§ **Task item**
Only lines that contain the string "complete" should be returned from the material below.

§ **Supplied records**
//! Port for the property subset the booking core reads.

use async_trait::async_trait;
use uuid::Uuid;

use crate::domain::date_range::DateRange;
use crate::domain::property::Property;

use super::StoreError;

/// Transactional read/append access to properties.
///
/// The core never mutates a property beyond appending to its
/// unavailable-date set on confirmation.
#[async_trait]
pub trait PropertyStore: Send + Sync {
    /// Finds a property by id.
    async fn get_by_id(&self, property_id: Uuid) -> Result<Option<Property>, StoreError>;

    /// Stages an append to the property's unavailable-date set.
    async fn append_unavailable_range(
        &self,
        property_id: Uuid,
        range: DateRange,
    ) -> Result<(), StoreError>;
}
* * *
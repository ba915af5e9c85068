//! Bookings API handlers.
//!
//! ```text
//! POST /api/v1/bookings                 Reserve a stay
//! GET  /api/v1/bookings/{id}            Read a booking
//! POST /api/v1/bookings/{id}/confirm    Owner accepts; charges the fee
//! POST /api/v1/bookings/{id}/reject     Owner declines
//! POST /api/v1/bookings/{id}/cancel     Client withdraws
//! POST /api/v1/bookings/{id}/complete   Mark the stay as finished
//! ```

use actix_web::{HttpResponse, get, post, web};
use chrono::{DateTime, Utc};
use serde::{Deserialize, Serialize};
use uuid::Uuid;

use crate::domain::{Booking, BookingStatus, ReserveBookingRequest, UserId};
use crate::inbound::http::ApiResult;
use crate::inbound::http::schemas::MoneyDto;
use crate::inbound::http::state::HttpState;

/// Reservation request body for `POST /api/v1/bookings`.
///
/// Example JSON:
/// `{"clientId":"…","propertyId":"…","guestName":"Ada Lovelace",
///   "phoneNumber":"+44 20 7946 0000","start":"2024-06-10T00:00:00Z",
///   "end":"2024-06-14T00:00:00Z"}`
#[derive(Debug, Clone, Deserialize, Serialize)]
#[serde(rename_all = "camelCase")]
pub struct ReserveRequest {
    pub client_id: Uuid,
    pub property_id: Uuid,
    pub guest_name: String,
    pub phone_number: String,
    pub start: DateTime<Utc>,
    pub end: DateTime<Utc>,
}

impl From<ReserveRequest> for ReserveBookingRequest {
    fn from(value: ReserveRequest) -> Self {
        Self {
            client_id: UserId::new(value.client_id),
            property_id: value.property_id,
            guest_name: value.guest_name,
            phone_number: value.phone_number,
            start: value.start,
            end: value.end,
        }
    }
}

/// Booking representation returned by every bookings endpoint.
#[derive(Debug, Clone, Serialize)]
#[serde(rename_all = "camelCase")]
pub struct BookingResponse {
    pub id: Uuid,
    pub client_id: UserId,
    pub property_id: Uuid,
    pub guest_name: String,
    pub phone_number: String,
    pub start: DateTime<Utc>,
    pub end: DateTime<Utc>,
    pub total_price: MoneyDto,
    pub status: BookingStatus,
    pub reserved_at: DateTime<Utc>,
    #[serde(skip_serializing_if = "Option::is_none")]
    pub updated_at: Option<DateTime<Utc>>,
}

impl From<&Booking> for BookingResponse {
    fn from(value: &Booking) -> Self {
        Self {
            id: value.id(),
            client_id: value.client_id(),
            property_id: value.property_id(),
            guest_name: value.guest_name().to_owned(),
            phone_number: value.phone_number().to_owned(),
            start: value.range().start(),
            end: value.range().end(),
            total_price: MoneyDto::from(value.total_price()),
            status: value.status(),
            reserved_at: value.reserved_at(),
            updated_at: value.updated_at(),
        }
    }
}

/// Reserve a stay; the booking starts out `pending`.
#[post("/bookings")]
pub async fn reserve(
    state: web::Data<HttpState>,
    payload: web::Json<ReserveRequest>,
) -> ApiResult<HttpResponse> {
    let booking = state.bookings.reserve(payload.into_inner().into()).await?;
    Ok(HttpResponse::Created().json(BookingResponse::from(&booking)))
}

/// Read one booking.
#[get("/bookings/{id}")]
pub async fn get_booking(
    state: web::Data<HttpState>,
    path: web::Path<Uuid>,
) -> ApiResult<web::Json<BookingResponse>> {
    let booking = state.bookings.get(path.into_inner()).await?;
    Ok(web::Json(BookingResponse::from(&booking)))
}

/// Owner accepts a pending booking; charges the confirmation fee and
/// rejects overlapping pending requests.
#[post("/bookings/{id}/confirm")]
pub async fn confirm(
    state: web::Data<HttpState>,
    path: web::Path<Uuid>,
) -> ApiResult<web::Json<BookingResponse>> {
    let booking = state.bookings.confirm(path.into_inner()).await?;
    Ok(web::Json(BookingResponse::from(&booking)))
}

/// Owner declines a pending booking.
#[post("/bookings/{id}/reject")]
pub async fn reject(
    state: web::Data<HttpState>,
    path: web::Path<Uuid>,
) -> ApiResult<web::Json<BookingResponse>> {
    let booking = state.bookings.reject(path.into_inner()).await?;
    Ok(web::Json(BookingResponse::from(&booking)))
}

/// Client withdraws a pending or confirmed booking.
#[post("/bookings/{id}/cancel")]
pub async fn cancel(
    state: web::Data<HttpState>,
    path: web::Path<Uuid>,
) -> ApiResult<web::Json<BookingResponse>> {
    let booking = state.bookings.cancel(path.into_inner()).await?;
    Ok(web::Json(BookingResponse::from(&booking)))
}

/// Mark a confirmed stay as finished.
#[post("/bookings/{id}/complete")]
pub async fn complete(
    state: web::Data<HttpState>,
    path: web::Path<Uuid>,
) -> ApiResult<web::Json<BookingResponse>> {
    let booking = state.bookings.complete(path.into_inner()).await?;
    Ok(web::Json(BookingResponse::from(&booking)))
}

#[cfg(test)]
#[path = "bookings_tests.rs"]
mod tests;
==
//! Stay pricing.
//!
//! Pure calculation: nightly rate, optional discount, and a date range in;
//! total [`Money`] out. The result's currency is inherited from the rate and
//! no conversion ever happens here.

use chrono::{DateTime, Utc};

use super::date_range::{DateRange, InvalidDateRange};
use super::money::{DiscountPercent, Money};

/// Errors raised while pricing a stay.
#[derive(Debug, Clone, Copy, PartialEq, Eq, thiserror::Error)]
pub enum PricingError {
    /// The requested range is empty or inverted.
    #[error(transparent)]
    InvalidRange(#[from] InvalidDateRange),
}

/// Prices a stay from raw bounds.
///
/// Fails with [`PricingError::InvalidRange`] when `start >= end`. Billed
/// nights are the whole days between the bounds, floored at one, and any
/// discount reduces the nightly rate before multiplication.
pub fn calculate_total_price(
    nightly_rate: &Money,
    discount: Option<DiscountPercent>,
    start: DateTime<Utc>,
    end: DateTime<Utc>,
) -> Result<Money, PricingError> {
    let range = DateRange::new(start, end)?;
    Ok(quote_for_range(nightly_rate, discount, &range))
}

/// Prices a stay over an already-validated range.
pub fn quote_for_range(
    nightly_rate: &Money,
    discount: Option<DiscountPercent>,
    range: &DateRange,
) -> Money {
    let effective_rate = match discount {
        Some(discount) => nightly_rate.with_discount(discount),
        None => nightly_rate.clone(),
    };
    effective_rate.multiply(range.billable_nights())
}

§ **Result below**
//! POST /api/v1/bookings/{id}/complete   Mark the stay as finished
#[post("/bookings/{id}/complete")]
pub async fn complete(
    let booking = state.bookings.complete(path.into_inner()).await?;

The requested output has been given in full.